# Work instruction:
The expected output is the set of lines below beginning at the one that contains "has not been" and ending at the final line, reproduced exactly.

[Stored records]
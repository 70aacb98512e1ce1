use crate::error::{Error, Result};
use dotenvy::dotenv;
use std::env;
use std::sync::OnceLock;

#[derive(Debug, Clone)]
pub struct Config {
    pub bank_api_base_url: String,
    pub bank_api_token: Option<String>,
    pub request_timeout_secs: u64,
}

pub static CONFIG: OnceLock<Config> = OnceLock::new();

impl Config {
    pub fn from_env() -> Result<Self> {
        dotenv().ok();

        Ok(Self {
            bank_api_base_url: get_env("BANK_API_BASE_URL")?,
            bank_api_token: env::var("BANK_API_TOKEN").ok(),
            request_timeout_secs: get_env_parse_or("REQUEST_TIMEOUT_SECS", 30)?,
        })
    }
}

fn get_env(name: &str) -> Result<String> {
    env::var(name).map_err(|_| Error::Config(format!("Missing environment variable: {}", name)))
}

fn get_env_parse_or<T>(name: &str, default: T) -> Result<T>
where
    T: std::str::FromStr,
    T::Err: std::fmt::Display,
{
    match env::var(name) {
        Ok(raw) => raw
            .parse()
            .map_err(|e| Error::Config(format!("Invalid value for {}: {}", name, e))),
        Err(_) => Ok(default),
    }
}

pub fn init_config() -> Result<()> {
    let config = Config::from_env()?;
    CONFIG
        .set(config)
        .map_err(|_| Error::Config("Configuration has already been initialized".to_string()))?;
    Ok(())
}

pub fn get_config() -> &'static Config {
    CONFIG
        .get()
        .expect("Configuration has not been initialized")
}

# Your solution:
        .expect("Configuration has not been initialized")
}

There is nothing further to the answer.